Aún cuando varias veces, no sin razón, ha sido retratado como un régimen siniestro y fanatizado, conjurado contra Occidente y la modernidad, e irremediable integrante de todas las listas de países que fomentan el terrorismo, la República Islámica Iraní ha construido, sin dudas, un interesante experimento político, con formas republicanas, matices culturales y tradición consultiva. Por tanto, se alimenta de una legitimidad más difícil de cuestionar, sobre todo si la comparamos con las estáticas tiranías medievales saudíes, o la brutal occidentalización impuesta ahí mismo por el propio Sha, Mohammed Reza Pavlevi, el tirano depuesto antes de la Revolución.

Los años del Sha consolidaron, dentro de las asimetrías entre lo urbano y lo rural, y las propias complejidades del país, una nítida clase profesional en Irán, que supo consumir cultura y emparentarse con novedades occidentales, dentro de un flujo migratorio con tradición. El cine iraní, por ejemplo, siempre ha sido, pese a la censura actual, un poderoso movimiento cultural, de los más notables de su entorno geográfico.

Depuesto el Sha, la islamización del país, llevada adelante,  con toda decisión, por los clérigos de la cuidad de Qom, uno de los epicentros del chíismo,  atendió particularidades de la vida iraní, e incorporó notables matices interpretativos, bastante más laxos que los existentes en otras sociedades islámicas. La normativa islámica es regla de estricto cumplimiento, pero coexiste con una cierta tradición intelectual occidental, presente en las ciudades, que resiste en silencio las imposiciones oficiales escuchando música occidental o dominios clandestinos de internet que están vetados.

Por otra parte, la Revolución Islámica diseñó una arquitectura de gobierno totalmente equidistante y corresponsable, que configura el retrato más perfecto de los que podríamos interpretar como una teocracia. De acuerdo a la Constitución, la soberanía de Irán reside en Dios.  Alí Jamenei, el Guía de la Revolución, ostenta un cargo vitalicio.  Los iraníes elijen,  cada cinco años, un Presidente y un Poder Legislativo, algo que no puede hacer, ni remotamente, un ciudadano sudanés, catarí o saudí, en unos comicios que suelen ser concurridos, en los cuales hay campañas electorales, tesis opuestas y debates televisados.

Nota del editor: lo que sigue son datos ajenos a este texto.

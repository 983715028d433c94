//! meterlog-feeds — input feed and event sinks for meterlog.
//!
//! [`stdin::run`] reads the decoder's output line by line and pushes every
//! labelled event into an [`EventSink`]. The binary wires it to a [`Tee`] of
//! the console and the per-run [`LogFile`].

pub mod sink;
pub mod stdin;

pub use sink::{Console, EventSink, LogFile, Tee};
pub use stdin::StreamSummary;
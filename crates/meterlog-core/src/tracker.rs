//! Tracker — attributes readings to meters and computes usage deltas.
//!
//! The tracker owns the per-meter "last seen" state for one run. It starts
//! empty, is updated once per reading, and is never persisted, so the first
//! reading of every meter in a run has a delta of zero.

use std::collections::HashMap;

use crate::registry::MeterRegistry;
use crate::types::{LabeledEvent, MeterReading};

/// Label prefix for ids missing from the registry.
pub const UNRECOGNIZED_PREFIX: &str = "UNRECOGNIZED ID";

/// Last observed consumption per meter id.
#[derive(Debug, Clone, Default, PartialEq, Eq)]
pub struct TrackerState {
    last: HashMap<String, i64>,
}

impl TrackerState {
    pub fn last(&self, meter_id: &str) -> Option<i64> {
        self.last.get(meter_id).copied()
    }

    /// Number of distinct meters seen so far.
    pub fn len(&self) -> usize {
        self.last.len()
    }

    pub fn is_empty(&self) -> bool {
        self.last.is_empty()
    }

    /// Record `consumption` for `meter_id`, returning the previous value.
    fn record(&mut self, meter_id: &str, consumption: i64) -> Option<i64> {
        self.last.insert(meter_id.to_string(), consumption)
    }
}

/// Result of feeding one reading through the tracker.
#[derive(Debug, Clone, PartialEq, Eq)]
pub struct Observation {
    pub event: LabeledEvent,
    /// `true` when this is the first reading for the meter in this run.
    pub first_seen: bool,
}

impl Observation {
    /// First sighting of an id the registry does not know.
    pub fn is_discovery(&self) -> bool {
        self.first_seen && !self.event.recognized
    }
}

#[derive(Debug, Clone, Default)]
pub struct Tracker {
    registry: MeterRegistry,
    state: TrackerState,
}

impl Tracker {
    pub fn new(registry: MeterRegistry) -> Self {
        Self {
            registry,
            state: TrackerState::default(),
        }
    }

    pub fn registry(&self) -> &MeterRegistry {
        &self.registry
    }

    pub fn state(&self) -> &TrackerState {
        &self.state
    }

    /// Label for `meter_id`, synthesised when the registry has no entry.
    pub fn resolve_label(&self, meter_id: &str) -> (String, bool) {
        match self.registry.label(meter_id) {
            Some(label) => (label.to_string(), true),
            None => (format!("{UNRECOGNIZED_PREFIX} {meter_id}"), false),
        }
    }

    /// Label the reading, compute its delta and update the state.
    ///
    /// A meter without a previous value uses the reading itself as baseline.
    /// Negative deltas (rollover, replaced meter) are reported unchanged.
    pub fn observe(&mut self, reading: &MeterReading) -> Observation {
        let (label, recognized) = self.resolve_label(&reading.meter_id);
        let previous = self.state.record(&reading.meter_id, reading.consumption);
        let first_seen = previous.is_none();
        let delta = reading
            .consumption
            .saturating_sub(previous.unwrap_or(reading.consumption));

        Observation {
            event: LabeledEvent {
                meter_id: reading.meter_id.clone(),
                label,
                consumption: reading.consumption,
                delta,
                recognized,
            },
            first_seen,
        }
    }
}
//! meterlog — water meter logger.
//!
//! Reads the radio decoder's record stream on stdin, repairs each record,
//! labels it with the meter it came from and logs consumption deltas to the
//! console and to a fresh per-run event log.
//!
//! # Architecture
//!
//! ```text
//! stdin ──► feeds::stdin ──► core::normalizer ──► core::Tracker ──► Tee ──► console
//!                                                                    └────► event log
//! ```
//!
//! Everything runs on one thread. The only await point is the next line of
//! input, which is also where Ctrl+C is noticed.

use std::io::Write;
use std::path::PathBuf;

use anyhow::Context;
use clap::Parser;
use meterlog_core::config::Config;
use meterlog_core::Tracker;
use meterlog_feeds::{stdin, Console, EventSink, LogFile, StreamSummary, Tee};
use tokio::io::AsyncBufRead;
use tokio_util::sync::CancellationToken;

/// Default destination for `--debug` diagnostics.
pub const DEBUG_LOG: &str = "/tmp/meterlog-debug.log";

#[derive(Debug, Parser)]
#[command(name = "meterlog", about = "Label water meter readings and log usage deltas")]
pub struct Cli {
    /// Config file (defaults to ~/.config/meterlog/config.toml).
    #[arg(long, value_name = "PATH")]
    pub config: Option<PathBuf>,

    /// Directory for the event log, overriding `[log] dir`.
    #[arg(long, value_name = "DIR")]
    pub log_dir: Option<PathBuf>,

    /// Add or replace a registry entry. Repeatable.
    #[arg(long = "meter", value_name = "ID=LABEL")]
    pub meters: Vec<String>,

    /// Write debug logs to /tmp/meterlog-debug.log (tail -f to inspect).
    #[arg(long)]
    pub debug: bool,
}

/// Everything acquired before the first line is read.
#[derive(Debug)]
pub struct Session {
    pub tracker: Tracker,
    pub log: LogFile,
}

impl Session {
    /// Load configuration, build the registry and create the event log.
    ///
    /// Any failure here is fatal: no input has been consumed yet.
    pub fn open(cli: &Cli) -> anyhow::Result<Self> {
        let config = Config::load(cli.config.as_deref()).context("loading configuration")?;
        let mut registry = config.registry();
        for spec in &cli.meters {
            registry.apply_override(spec)?;
        }

        let dir = cli.log_dir.as_deref().unwrap_or(&config.log.dir);
        let log = LogFile::create_now(dir, &config.log.prefix)?;

        tracing::info!(
            meters = registry.len(),
            log = %log.path().display(),
            "session opened"
        );
        Ok(Self {
            tracker: Tracker::new(registry),
            log,
        })
    }
}

/// Pump `input` through the tracker into `console` and the session's log.
///
/// The log is flushed and closed on every path out of the loop: end of
/// input, cancellation, or a read/write failure.
pub async fn pump<R, W>(
    input: R,
    session: Session,
    console: W,
    cancel: &CancellationToken,
) -> anyhow::Result<StreamSummary>
where
    R: AsyncBufRead + Unpin,
    W: Write,
{
    let Session { mut tracker, log } = session;
    let mut sinks = Tee::new(Console::new(console), log);

    let result = stdin::run(input, &mut tracker, &mut sinks, cancel).await;
    let closed = sinks.close();

    let summary = result.context("processing input")?;
    closed.with_context(|| format!("closing {}", sinks.second.path().display()))?;
    Ok(summary)
}
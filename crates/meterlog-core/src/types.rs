//! Core types shared by the normalizer, the tracker and the sinks.

use serde_json::{Map, Value};

/// One reading repaired out of a decoder line.
///
/// Only `meter_id` and `consumption` are interpreted. Everything else the
/// decoder emitted is carried along untouched in `time` and `extra`.
#[derive(Debug, Clone, PartialEq)]
pub struct MeterReading {
    /// Identity broadcast by the meter, as text. `"None"` when the record had
    /// no usable `ID`.
    pub meter_id: String,
    /// Cumulative counter value in the meter's own units.
    pub consumption: i64,
    /// Top-level `Time` value, if the decoder sent one.
    pub time: Option<Value>,
    /// Remaining fields of the `R900` record (`Leak`, `BackFlow`, ...).
    pub extra: Map<String, Value>,
}

impl MeterReading {
    pub fn new(meter_id: impl Into<String>, consumption: i64) -> Self {
        Self {
            meter_id: meter_id.into(),
            consumption,
            time: None,
            extra: Map::new(),
        }
    }
}

/// A reading attributed to a meter and annotated with its delta.
///
/// The [`Display`](std::fmt::Display) form is the exact line written to the
/// console and the event log.
#[derive(Debug, Clone, PartialEq, Eq)]
pub struct LabeledEvent {
    pub meter_id: String,
    pub label: String,
    pub consumption: i64,
    pub delta: i64,
    /// `false` when the label was synthesised for an id missing from the registry.
    pub recognized: bool,
}

impl std::fmt::Display for LabeledEvent {
    fn fmt(&self, f: &mut std::fmt::Formatter<'_>) -> std::fmt::Result {
        write!(
            f,
            "[{}] Consumption: {} ({})",
            self.label,
            crate::format::thousands(self.consumption),
            crate::format::signed_thousands(self.delta),
        )
    }
}
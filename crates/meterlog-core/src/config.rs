//! Configuration types for meterlog.
//!
//! [`Config::load`] layers, in order: the embedded defaults, the config file
//! (`~/.config/meterlog/config.toml` unless a path is given) and `METERLOG_*`
//! environment variables. [`Config::defaults`] returns the embedded defaults
//! without touching the filesystem (useful in tests).

use serde::Deserialize;
use std::collections::HashMap;
use std::path::{Path, PathBuf};

use crate::error::{Error, Result};
use crate::registry::MeterRegistry;

// ---------------------------------------------------------------------------
// Embedded defaults
// ---------------------------------------------------------------------------

const DEFAULT_CONFIG: &str = r#"
[log]
dir    = "."
prefix = "meter-log"

# Known meters, keyed by the id the meter broadcasts.
#
# [meters]
# 701193108 = "POTABLE"
[meters]
"#;

const ENV_PREFIX: &str = "METERLOG";

// ---------------------------------------------------------------------------
// Public config types
// ---------------------------------------------------------------------------

/// Top-level application configuration.
#[derive(Debug, Clone, Deserialize)]
pub struct Config {
    #[serde(default)]
    pub log: LogConfig,
    /// Meter id → label.
    #[serde(default)]
    pub meters: HashMap<String, String>,
}

/// `[log]` section of `config.toml`.
#[derive(Debug, Clone, Deserialize)]
pub struct LogConfig {
    /// Directory the per-run event log is created in. Must already exist.
    #[serde(default = "default_log_dir")]
    pub dir: PathBuf,
    /// File name prefix; the run's start time is appended.
    #[serde(default = "default_log_prefix")]
    pub prefix: String,
}

fn default_log_dir() -> PathBuf { PathBuf::from(".") }
fn default_log_prefix() -> String { "meter-log".to_string() }

impl Default for LogConfig {
    fn default() -> Self {
        Self {
            dir: default_log_dir(),
            prefix: default_log_prefix(),
        }
    }
}

impl Default for Config {
    fn default() -> Self {
        Self::defaults()
    }
}

impl Config {
    /// Load configuration layered on top of the built-in defaults.
    ///
    /// With `path = None` the default location is used and created with the
    /// defaults if it does not exist. An explicit path must exist.
    pub fn load(path: Option<&Path>) -> Result<Self> {
        let (path, required) = match path {
            Some(path) => (path.to_path_buf(), true),
            None => {
                let path = config_path();
                ensure_default_file(&path)?;
                (path, false)
            }
        };

        config::Config::builder()
            .add_source(config::File::from_str(DEFAULT_CONFIG, config::FileFormat::Toml))
            .add_source(config::File::from(path.as_path()).required(required))
            .add_source(
                config::Environment::with_prefix(ENV_PREFIX)
                    .prefix_separator("_")
                    .separator("__"),
            )
            .build()?
            .try_deserialize()
            .map_err(Into::into)
    }

    /// Return the built-in defaults without touching the filesystem.
    pub fn defaults() -> Self {
        config::Config::builder()
            .add_source(config::File::from_str(DEFAULT_CONFIG, config::FileFormat::Toml))
            .build()
            .expect("built-in default config must be valid TOML")
            .try_deserialize()
            .expect("built-in default config must deserialize correctly")
    }

    /// Build the meter registry from `[meters]`.
    pub fn registry(&self) -> MeterRegistry {
        MeterRegistry::from(self.meters.clone())
    }
}

// ---------------------------------------------------------------------------
// Path helpers
// ---------------------------------------------------------------------------

fn config_path() -> PathBuf {
    std::env::var("XDG_CONFIG_HOME")
        .map(PathBuf::from)
        .unwrap_or_else(|_| {
            PathBuf::from(std::env::var("HOME").unwrap_or_else(|_| ".".to_string()))
                .join(".config")
        })
        .join("meterlog")
        .join("config.toml")
}

fn ensure_default_file(path: &Path) -> Result<()> {
    if path.exists() {
        return Ok(());
    }
    let io_err = |source| Error::ConfigFile {
        path: path.to_path_buf(),
        source,
    };
    if let Some(parent) = path.parent() {
        std::fs::create_dir_all(parent).map_err(io_err)?;
    }
    std::fs::write(path, DEFAULT_CONFIG.trim_start()).map_err(io_err)
}

// ---------------------------------------------------------------------------
// Tests
// ---------------------------------------------------------------------------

Los Presidentes electos, sin embargo, y el Parlamento, no son tan poderosos como podría suponerse, y tienen un estricto rayado en la cancha: el de la interpretación de las normas que hacen los ulemas iraníes, cuyo cumplimiento es obligatorio.        

La partida de naipes no tiene la limpieza de las claves occidentales: la casa, es decir, el estado islámico, pone las reglas. Los candidatos presidenciales deben estar aprobados por el Consejo de Discernimiento –uno de los varias instancias de fiscalización del Estado, integrados por ulemas estudiosos del Islam-, y los límites sobre la libertad de asociación, y la propia oferta electoral, son muy claros.

Los observadores internacionales atribuyen la nueva victoria de Rohaní a ese ansiedad contenida existente, que ya parece mayoritaria, respecto a las sanciones económicas internacionales y la sobre-reglamentación religiosa que con tanto empeño impulsó Ahmadinejad.

Queda atrás el traumático episodio de la segunda reelección de este  último, en 2009, una de las  verdaderas pruebas de la autoridad de la Revolución Islámica, cuando Mir Hossein Musaví, el candidato reformista de entonces, impugnó los comicios una vez derrotado, y generó una tormenta política con masivos motines callejeros, que produjeron una brutal reacción represiva del Estado y sus cuerpos de élite, los Pasdarán. Concluyeron con cientos de prisioneros y condenados a muerte, y el arresto domiciliario que el candidato derrotado todavía purga.

Entonces, muchos analistas hablaron de la grieta existente entre los clérigos iraníes que controlan los hilos del poder del país, y de la existencia de un malestar que había tocado fibras del alto gobierno, en virtud de las diferencias políticas y el estancamiento económico por las sanciones internacionales.  De la renuencia de ciertos sectores a escuchar la inconformidad que, probablemente, se está expresando de nuevo en estas elecciones en Irán.